6. Problems caused by locking: Deadlock

As we mentioned above, unlocking can solve the problem of sharing resource conflicts. What new problems will lock cause?Let's look at the code below

import time
import threading

mutex_1 = threading.Lock()
mutex_2 = threading.Lock()

class MyThread1(threading.Thread):
    def run(self):
        mutex_1.acquire()
        print(self.name + "-------mutex_1 Occupied-------")
        time.sleep(1)
        print(self.name + "-------wait for mutex_2-------")
        mutex_2.acquire()  # At this point mutex_2 is occupied and blocked until mutex_2 is released

        mutex_1.release()
        mutex_2.release()

class MyThread2(threading.Thread):
    def run(self):
        mutex_2.acquire()
        print(self.name + "-------mutex_2 Occupied-------")
        time.sleep(1)
        print(self.name + "-------wait for mutex_1-------")
        mutex_1.acquire()  # At this point mutex_1 is occupied and blocked until mutex_1 is released

        mutex_1.release()
        mutex_2.release()

def main():
    t1 = MyThread1()
    t2 = MyThread2()
    t1.start()
    t2.start()

if __name__ == '__main__':
    main()

Run result:

The result was embarrassing and the program stuck.The simple reason is that mutex_1 is occupied by Thread-1 and mutex_2 is occupied by Thread-2. To continue executing the program, they need to acquire the lock occupied by the other party, which is blocked all the time because they are waiting for the lock to be released.
The solution is also simple, just set a timeout.

2. Process

1. What is a process

Process = executed program + allocated resources.For example, in windows, an EXE file is a program. After double-clicking exe, the program executes. After the operating system allocates memory space, CPU, IO and other resources to the program, there is an additional process on the operating system.
A process is a unit of resource allocation, such as QQ running as a process. The resources allocated are camera, cursor, speaker, keyboard and so on.QQ multi-open is a multi-process
Method area in a process, which stores code snippets in a process, is shared by threads
A process is not an executable entity, it is an entity that consumes system resources, but a process has at least one main thread to execute the program

2. Do not share resources among multiple processes (global variables as an example)

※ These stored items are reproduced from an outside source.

//! OCSP revocation checking with a per-certificate verdict cache.

use std::time::{Duration, SystemTime};

use dashmap::DashMap;

use crate::config::schema::RevocationConfig;
use crate::observability::metrics;
use crate::trust::identity::CertificateIdentity;
use crate::trust::ocsp::{self, CertStatus};

/// Cached revocation verdict. An entry older than the configured max
/// age is treated as absent and replaced on the next lookup; there is
/// no proactive sweep.
#[derive(Debug, Clone, Copy)]
struct RevocationCacheEntry {
    valid: bool,
    recorded_at: SystemTime,
}

/// Validates non-revocation of certificates via OCSP.
///
/// Resolution order: cache → stapled response (when preferred and
/// present) → direct responder query → availability policy. No failure
/// in here ever propagates to the handshake; everything collapses into
/// a boolean verdict.
pub struct RevocationChecker {
    config: RevocationConfig,
    cache: DashMap<String, RevocationCacheEntry>,
    client: reqwest::Client,
}

impl RevocationChecker {
    pub fn new(config: RevocationConfig) -> Self {
        Self {
            config,
            cache: DashMap::new(),
            client: reqwest::Client::new(),
        }
    }

    fn max_age(&self) -> Duration {
        Duration::from_secs(self.config.cache_max_age_hours * 3600)
    }

    /// Check that the certificate is not revoked. `issuer_spki` is the
    /// issuing certificate's SubjectPublicKeyInfo when the chain
    /// provides one. Returns true when the certificate may be trusted.
    pub async fn check(
        &self,
        identity: &CertificateIdentity,
        issuer_spki: &[u8],
        stapled: Option<&[u8]>,
    ) -> bool {
        if !self.config.use_ocsp {
            return true;
        }

        if let Some(entry) = self.cache.get(&identity.thumbprint) {
            let age = SystemTime::now()
                .duration_since(entry.recorded_at)
                .unwrap_or_default();
            if age < self.max_age() {
                metrics::record_revocation_cache(true);
                return entry.valid;
            }
        }
        metrics::record_revocation_cache(false);

        let valid = self.resolve_uncached(identity, issuer_spki, stapled).await;
        self.cache.insert(
            identity.thumbprint.clone(),
            RevocationCacheEntry {
                valid,
                recorded_at: SystemTime::now(),
            },
        );
        valid
    }

    /// Drop any cached verdict for a certificate.
    pub fn invalidate(&self, thumbprint: &str) {
        self.cache.remove(thumbprint);
    }

    async fn resolve_uncached(
        &self,
        identity: &CertificateIdentity,
        issuer_spki: &[u8],
        stapled: Option<&[u8]>,
    ) -> bool {
        if self.config.prefer_stapling {
            if let Some(stapled) = stapled {
                match ocsp::parse_response(stapled, &identity.serial) {
                    Ok(CertStatus::Good) => return true,
                    Ok(CertStatus::Revoked) => {
                        tracing::warn!(
                            subject = %identity.subject,
                            "Stapled OCSP response reports certificate revoked"
                        );
                        return false;
                    }
                    Ok(CertStatus::Unknown) | Err(_) => {
                        // Downgrade, not a failure: fall back to a
                        // direct responder query.
                        tracing::debug!(
                            subject = %identity.subject,
                            "Stapled OCSP response unusable, querying responder directly"
                        );
                    }
                }
            }
        }

        let url = identity
            .ocsp_url
            .clone()
            .or_else(|| self.config.responder_url_override.clone());
        let url = match url {
            Some(url) => url,
            None => {
                tracing::debug!(
                    subject = %identity.subject,
                    allow = self.config.allow_when_unavailable,
                    "No OCSP responder URL, resolving to availability policy"
                );
                return self.config.allow_when_unavailable;
            }
        };

        match self.query_responder(&url, identity, issuer_spki).await {
            Ok(CertStatus::Good) => true,
            Ok(status) => {
                // Only "good" counts as non-revoked.
                tracing::warn!(
                    subject = %identity.subject,
                    status = ?status,
                    "OCSP responder did not report good status"
                );
                false
            }
            Err(e) => {
                tracing::warn!(
                    subject = %identity.subject,
                    responder = %url,
                    error = %e,
                    allow = self.config.allow_when_unavailable,
                    "OCSP query failed, resolving to availability policy"
                );
                self.config.allow_when_unavailable
            }
        }
    }

    async fn query_responder(
        &self,
        url: &str,
        identity: &CertificateIdentity,
        issuer_spki: &[u8],
    ) -> Result<CertStatus, crate::trust::TrustError> {
        let request = ocsp::build_request(identity, issuer_spki);
        let timeout = Duration::from_secs(self.config.timeout_secs);

        let send = self
            .client
            .post(url)
            .header(reqwest::header::CONTENT_TYPE, "application/ocsp-request")
            .body(request)
            .timeout(timeout)
            .send();

        // The outer timeout also covers connection establishment, so a
        // hung responder resolves like an unreachable one.
        let response = tokio::time::timeout(timeout, send)
            .await
            .map_err(|_| crate::trust::TrustError::OcspResponder("query timed out".into()))?
            .map_err(|e| crate::trust::TrustError::OcspResponder(e.to_string()))?;

        let body = response
            .bytes()
            .await
            .map_err(|e| crate::trust::TrustError::OcspResponder(e.to_string()))?;

        ocsp::parse_response(&body, &identity.serial)
    }

    #[cfg(test)]
    fn backdate(&self, thumbprint: &str, age: Duration) {
        if let Some(mut entry) = self.cache.get_mut(thumbprint) {
            entry.recorded_at = SystemTime::now() - age;
        }
    }
}
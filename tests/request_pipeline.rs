//! End-to-end scenarios for the request security pipeline with the
//! default validator set.

use std::net::IpAddr;

use trustgate::config::schema::TrustConfig;
use trustgate::http::server::build_request_pipeline;
use trustgate::pipeline::context::RequestContext;
use trustgate::pipeline::validators::rate_limit::RateLimiterState;
use trustgate::pipeline::violation::{Severity, ViolationKind};
use trustgate::pipeline::SecurityValidationPipeline;

fn pipeline() -> SecurityValidationPipeline {
    build_request_pipeline(&TrustConfig::default(), RateLimiterState::new())
}

fn authed(ip: &str, path: &str) -> RequestContext {
    RequestContext::new(ip.parse::<IpAddr>().unwrap(), "GET", path)
        .with_header("Authorization", "Bearer test-token")
        .with_identity("svc-client", &["user"])
}

#[test]
fn default_pipeline_runs_all_validators_in_order() {
    let pipeline = pipeline();
    assert_eq!(
        pipeline.validator_names(),
        vec![
            "AuthenticationValidator",
            "AuthorizationValidator",
            "RateLimitValidator",
            "InputInspectionValidator",
        ]
    );
}

#[test]
fn clean_authenticated_request_is_allowed() {
    let pipeline = pipeline();
    let decision = pipeline.execute(&authed("10.0.0.1", "/v1/orders"));

    assert!(!decision.blocked);
    assert!(decision.is_clean());
    assert_eq!(decision.passed.len(), 4);
}

#[test]
fn missing_credentials_block_before_anything_else_runs() {
    let pipeline = pipeline();
    let ctx = RequestContext::new("10.0.0.2".parse::<IpAddr>().unwrap(), "GET", "/v1/orders");
    let decision = pipeline.execute(&ctx);

    assert!(decision.blocked);
    assert_eq!(decision.block_reason.as_deref(), Some("Missing credential header"));
    assert_eq!(decision.failed, vec!["AuthenticationValidator"]);
    assert!(decision.passed.is_empty());
}

#[test]
fn admin_path_requires_admin_role() {
    let pipeline = pipeline();

    let denied = pipeline.execute(&authed("10.0.0.3", "/admin/config"));
    assert!(denied.blocked);
    assert_eq!(denied.violations[0].kind, ViolationKind::Authorization);

    let granted = pipeline.execute(
        &authed("10.0.0.4", "/admin/config").with_identity("root-operator", &["admin"]),
    );
    assert!(!granted.blocked);
}

#[test]
fn rapid_second_request_is_rate_limited_but_fully_inspected() {
    let pipeline = pipeline();
    let ctx = authed("10.0.0.5", "/v1/orders");

    assert!(!pipeline.execute(&ctx).blocked);

    // Same client again, well inside the minimum interval.
    let decision = pipeline.execute(&ctx);
    assert!(decision.blocked);
    assert_eq!(decision.violations.len(), 1);
    assert_eq!(decision.violations[0].kind, ViolationKind::RateLimit);
    assert_eq!(decision.violations[0].severity, Severity::Medium);
    // Non-critical: the inspection validator still ran.
    assert!(decision.passed.contains(&"InputInspectionValidator".to_string()));
}

#[test]
fn injection_marker_blocks_with_high_severity() {
    let pipeline = pipeline();
    let ctx = authed("10.0.0.6", "/v1/search").with_query("q", "1 UNION SELECT password");

    let decision = pipeline.execute(&ctx);
    assert!(decision.blocked);
    assert_eq!(decision.violations[0].severity, Severity::High);
    // No critical violation, so the refusal reason falls back later.
    assert!(decision.block_reason.is_none());
}

#[test]
fn high_block_threshold_tolerates_medium_violations() {
    let mut config = TrustConfig::default();
    config.request_validation.block_severity = Severity::High;
    let pipeline = build_request_pipeline(&config, RateLimiterState::new());
    let ctx = authed("10.0.0.7", "/v1/orders");

    assert!(!pipeline.execute(&ctx).blocked);
    let decision = pipeline.execute(&ctx);
    // The rate-limit violation is recorded but below the threshold.
    assert!(!decision.blocked);
    assert_eq!(decision.violations.len(), 1);
}

#[test]
fn per_validator_metrics_accumulate_across_requests() {
    let pipeline = pipeline();
    pipeline.execute(&authed("10.0.1.1", "/v1/orders"));
    pipeline.execute(&authed("10.0.1.2", "/v1/orders"));
    pipeline.execute(&RequestContext::new(
        "10.0.1.3".parse::<IpAddr>().unwrap(),
        "GET",
        "/v1/orders",
    ));

    let snapshot = pipeline.metrics_snapshot();
    let authn = snapshot
        .iter()
        .find(|m| m.name == "AuthenticationValidator")
        .unwrap();
    assert_eq!(authn.count, 3);
    assert_eq!(authn.failures, 1);

    // The short-circuited request never reached the limiter.
    let limiter = snapshot
        .iter()
        .find(|m| m.name == "RateLimitValidator")
        .unwrap();
    assert_eq!(limiter.count, 2);
}
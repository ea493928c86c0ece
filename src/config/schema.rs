//! Configuration schema definitions.
//!
//! This module defines the complete configuration tree for the gateway.
//! Every trust section carries an explicit fail-open/fail-closed knob;
//! a missing section resolves to the documented default, never to a
//! silent bypass.

use serde::{Deserialize, Serialize};

use crate::pipeline::violation::Severity;

/// Root configuration for the validation gateway.
#[derive(Debug, Clone, Deserialize, Serialize, Default)]
#[serde(default)]
pub struct TrustConfig {
    /// Listener configuration (bind address, TLS).
    pub listener: ListenerConfig,

    /// Certificate pinning policy.
    pub pinning: PinningConfig,

    /// OCSP revocation checking policy.
    pub revocation: RevocationConfig,

    /// Certificate-transparency verification policy.
    pub transparency: TransparencyConfig,

    /// Per-endpoint TLS connection limiting.
    pub connection_limit: ConnectionLimitConfig,

    /// Request validation pipeline policy.
    pub request_validation: RequestValidationConfig,

    /// Observability settings.
    pub observability: ObservabilityConfig,
}

/// Listener configuration.
#[derive(Debug, Clone, Deserialize, Serialize)]
#[serde(default)]
pub struct ListenerConfig {
    /// Bind address (e.g., "0.0.0.0:8443").
    pub bind_address: String,

    /// Optional TLS configuration.
    pub tls: Option<TlsConfig>,
}

impl Default for ListenerConfig {
    fn default() -> Self {
        Self {
            bind_address: "0.0.0.0:8443".to_string(),
            tls: None,
        }
    }
}

/// TLS configuration for the listener.
#[derive(Debug, Clone, Deserialize, Serialize)]
pub struct TlsConfig {
    /// Path to certificate file (PEM).
    pub cert_path: String,

    /// Path to private key file (PEM).
    pub key_path: String,

    /// Require and validate client certificates (mTLS).
    #[serde(default)]
    pub require_client_cert: bool,
}

/// Certificate pinning configuration.
///
/// Pinning is opt-in and always fail-closed when enabled: a presented
/// certificate that matches no pin aborts the handshake regardless of
/// how the other trust checks are configured.
#[derive(Debug, Clone, Deserialize, Serialize)]
#[serde(default)]
pub struct PinningConfig {
    /// Enable certificate pinning.
    pub enabled: bool,

    /// PEM files whose certificates are pinned permanently at startup.
    pub anchor_paths: Vec<String>,

    /// Directory for the persisted pin store (created if absent).
    pub storage_dir: String,

    /// Pin the first certificate seen from an unpinned endpoint.
    pub auto_pin_first: bool,
}

impl Default for PinningConfig {
    fn default() -> Self {
        Self {
            enabled: false,
            anchor_paths: Vec::new(),
            storage_dir: "trust-pins".to_string(),
            auto_pin_first: false,
        }
    }
}

/// OCSP revocation checking configuration.
#[derive(Debug, Clone, Deserialize, Serialize)]
#[serde(default)]
pub struct RevocationConfig {
    /// Enable OCSP revocation checking.
    pub use_ocsp: bool,

    /// Prefer a stapled response over a direct responder query.
    pub prefer_stapling: bool,

    /// Maximum age of a cached revocation verdict, in hours.
    pub cache_max_age_hours: u64,

    /// Fail-open flag: treat an unreachable responder as "not revoked".
    pub allow_when_unavailable: bool,

    /// Responder query timeout in seconds.
    pub timeout_secs: u64,

    /// Responder URL used when the certificate carries no OCSP URL in
    /// its Authority-Information-Access extension (internal responders).
    pub responder_url_override: Option<String>,
}

impl Default for RevocationConfig {
    fn default() -> Self {
        Self {
            use_ocsp: true,
            prefer_stapling: true,
            cache_max_age_hours: 24,
            allow_when_unavailable: true,
            timeout_secs: 10,
            responder_url_override: None,
        }
    }
}

/// Certificate-transparency verification configuration.
#[derive(Debug, Clone, Deserialize, Serialize)]
#[serde(default)]
pub struct TransparencyConfig {
    /// Enable CT verification.
    pub verify: bool,

    /// Require an embedded SCT extension on the certificate.
    pub require_embedded_sct: bool,

    /// Minimum number of SCTs expected.
    pub min_sct_count: u32,

    /// CT log query endpoint. Unset means the query is skipped and the
    /// `allow_when_unavailable` policy decides.
    pub log_api_url: Option<String>,

    /// Fail-open flag for an unreachable or unconfigured log.
    pub allow_when_unavailable: bool,

    /// Optional expiry for cached CT verdicts, in hours. Unset caches
    /// for the process lifetime.
    pub cache_max_age_hours: Option<u64>,

    /// Log query timeout in seconds.
    pub timeout_secs: u64,
}

impl Default for TransparencyConfig {
    fn default() -> Self {
        Self {
            verify: true,
            require_embedded_sct: false,
            min_sct_count: 1,
            log_api_url: None,
            allow_when_unavailable: false,
            cache_max_age_hours: None,
            timeout_secs: 10,
        }
    }
}

/// Per-endpoint connection limiting configuration.
#[derive(Debug, Clone, Deserialize, Serialize)]
#[serde(default)]
pub struct ConnectionLimitConfig {
    /// Maximum concurrent connections per remote endpoint. Zero or
    /// negative disables enforcement.
    pub max_connections_per_endpoint: i64,

    /// Sweep interval for stale endpoint entries, in seconds.
    pub sweep_interval_secs: u64,

    /// Idle age after which a zero-count endpoint entry is removed,
    /// in seconds.
    pub stale_after_secs: u64,
}

impl Default for ConnectionLimitConfig {
    fn default() -> Self {
        Self {
            max_connections_per_endpoint: 0,
            sweep_interval_secs: 300,
            stale_after_secs: 1800,
        }
    }
}

/// Request validation pipeline configuration.
#[derive(Debug, Clone, Deserialize, Serialize)]
#[serde(default)]
pub struct RequestValidationConfig {
    /// Enable the request validation pipeline.
    pub enabled: bool,

    /// Path prefix requiring the administrative role.
    pub admin_path_prefix: String,

    /// Role granting access to administrative paths.
    pub admin_role: String,

    /// Minimum interval between requests from one client, in
    /// milliseconds.
    pub min_request_interval_ms: u64,

    /// Lowest violation severity that blocks a request. Critical
    /// violations always block.
    pub block_severity: Severity,
}

impl Default for RequestValidationConfig {
    fn default() -> Self {
        Self {
            enabled: true,
            admin_path_prefix: "/admin".to_string(),
            admin_role: "admin".to_string(),
            min_request_interval_ms: 1000,
            block_severity: Severity::Medium,
        }
    }
}

/// Observability configuration.
#[derive(Debug, Clone, Deserialize, Serialize)]
#[serde(default)]
pub struct ObservabilityConfig {
    /// Log level (trace, debug, info, warn, error).
    pub log_level: String,

    /// Enable metrics endpoint.
    pub metrics_enabled: bool,

    /// Metrics endpoint bind address.
    pub metrics_address: String,
}

impl Default for ObservabilityConfig {
    fn default() -> Self {
        Self {
            log_level: "info".to_string(),
            metrics_enabled: true,
            metrics_address: "0.0.0.0:9090".to_string(),
        }
    }
}
//! Certificate identity extraction.
//!
//! Parses a DER certificate once and captures the owned fields every
//! trust check keys on: SHA-256 thumbprint, SPKI hash, subject/issuer
//! names, OCSP responder URL and embedded SCT count.

use sha2::{Digest, Sha256};
use x509_parser::prelude::*;

use crate::trust::TrustError;

/// OCSP access method inside Authority-Information-Access.
const OID_AD_OCSP: &str = "1.3.6.1.5.5.7.48.1";

/// Embedded signed-certificate-timestamp list extension.
const OID_SCT_LIST: &str = "1.3.6.1.4.1.11129.2.4.2";

/// Owned summary of one presented certificate.
#[derive(Debug, Clone, PartialEq, Eq)]
pub struct CertificateIdentity {
    /// Hex SHA-256 over the full DER encoding. Primary lookup key.
    pub thumbprint: String,
    /// Hex SHA-256 over the SubjectPublicKeyInfo. Secondary pin match.
    pub public_key_hash: String,
    pub subject: String,
    pub issuer: String,
    pub serial: Vec<u8>,
    /// Raw DER of the issuer name, for OCSP CertID hashing.
    pub issuer_name_raw: Vec<u8>,
    /// Raw DER of the SubjectPublicKeyInfo.
    pub spki_raw: Vec<u8>,
    /// OCSP responder URL from Authority-Information-Access, if any.
    pub ocsp_url: Option<String>,
    /// Number of embedded SCTs (0 when the extension is absent).
    pub sct_count: u32,
}

impl CertificateIdentity {
    /// Parse a DER certificate into its identity summary.
    pub fn from_der(der: &[u8]) -> Result<Self, TrustError> {
        let (_, cert) = X509Certificate::from_der(der)
            .map_err(|e| TrustError::MalformedCertificate(e.to_string()))?;

        let thumbprint = hex::encode(Sha256::digest(der));
        let spki_raw = cert.public_key().raw.to_vec();
        let public_key_hash = hex::encode(Sha256::digest(&spki_raw));

        Ok(Self {
            thumbprint,
            public_key_hash,
            subject: cert.subject().to_string(),
            issuer: cert.issuer().to_string(),
            serial: cert.raw_serial().to_vec(),
            issuer_name_raw: cert.issuer().as_raw().to_vec(),
            spki_raw,
            ocsp_url: extract_ocsp_url(&cert),
            sct_count: count_embedded_scts(&cert),
        })
    }

    /// Structural check: the certificate carries an embedded SCT list.
    pub fn has_embedded_sct(&self) -> bool {
        self.sct_count > 0
    }
}

fn extract_ocsp_url(cert: &X509Certificate<'_>) -> Option<String> {
    for ext in cert.extensions() {
        if let ParsedExtension::AuthorityInfoAccess(aia) = ext.parsed_extension() {
            for desc in &aia.accessdescs {
                if desc.access_method.to_id_string() == OID_AD_OCSP {
                    if let GeneralName::URI(uri) = &desc.access_location {
                        return Some((*uri).to_string());
                    }
                }
            }
        }
    }
    None
}

/// Count entries of the TLS-serialized SignedCertificateTimestampList.
///
/// The extension value is a DER OCTET STRING wrapping a 2-byte
/// length-prefixed list of 2-byte length-prefixed SCT structures.
fn count_embedded_scts(cert: &X509Certificate<'_>) -> u32 {
    let ext = match cert
        .extensions()
        .iter()
        .find(|e| e.oid.to_id_string() == OID_SCT_LIST)
    {
        Some(ext) => ext,
        None => return 0,
    };

    // Strip the inner OCTET STRING header (tag 0x04, short or long form).
    let value = ext.value;
    if value.len() < 2 || value[0] != 0x04 {
        return 0;
    }
    let (header_len, content_len) = if value[1] & 0x80 == 0 {
        (2usize, value[1] as usize)
    } else {
        let n = (value[1] & 0x7f) as usize;
        if n == 0 || n > 4 || value.len() < 2 + n {
            return 0;
        }
        let mut len = 0usize;
        for b in &value[2..2 + n] {
            len = (len << 8) | *b as usize;
        }
        (2 + n, len)
    };
    let list = match value.get(header_len..header_len + content_len) {
        Some(list) => list,
        None => return 0,
    };

    if list.len() < 2 {
        return 0;
    }
    let total = u16::from_be_bytes([list[0], list[1]]) as usize;
    let mut rest = match list.get(2..2 + total) {
        Some(rest) => rest,
        None => return 0,
    };

    let mut count = 0u32;
    while rest.len() >= 2 {
        let entry_len = u16::from_be_bytes([rest[0], rest[1]]) as usize;
        match rest.get(2 + entry_len..) {
            Some(next) => {
                count += 1;
                rest = next;
            }
            None => return 0,
        }
    }
    count
}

Let process 1 operate on global variables, and process 2 operate on global variables, get the results of the operations, and print the id

import multiprocessing
import time

g_num = [1]

def test1(num):
    for i in range(num):
        g_num.append(2)
    print("-----in test1---g_num=", g_num)
    print("-----in test1---id(g_num) =", id(g_num))

def test2(num):
    for i in range(num):
        g_num.append(3)
    print("-----in test2---g_num=", g_num)
    print("-----in test2---id(g_num) =", id(g_num))

def main():
    # Process is multitasking and resource intensive
    p1 = multiprocessing.Process(target=test1, args=(1,))
    p2 = multiprocessing.Process(target=test2, args=(1,))
    p1.start()  # Main Process Create Subprocess
    time.sleep(2)
    p2.start()
    
    print("-----in main---g_num=", g_num)
    print("-----in main---id(g_num) =", id(g_num))

if __name__ == "__main__":
    print("--------id(g_num) =", id(g_num))
    main()

Run result:

By printing the id, we can see that all the child processes and the parent process use different g_num addresses, which means that after the child process is created, the child process copies the parent process's resources and executes the code. The resources are not shared between processes.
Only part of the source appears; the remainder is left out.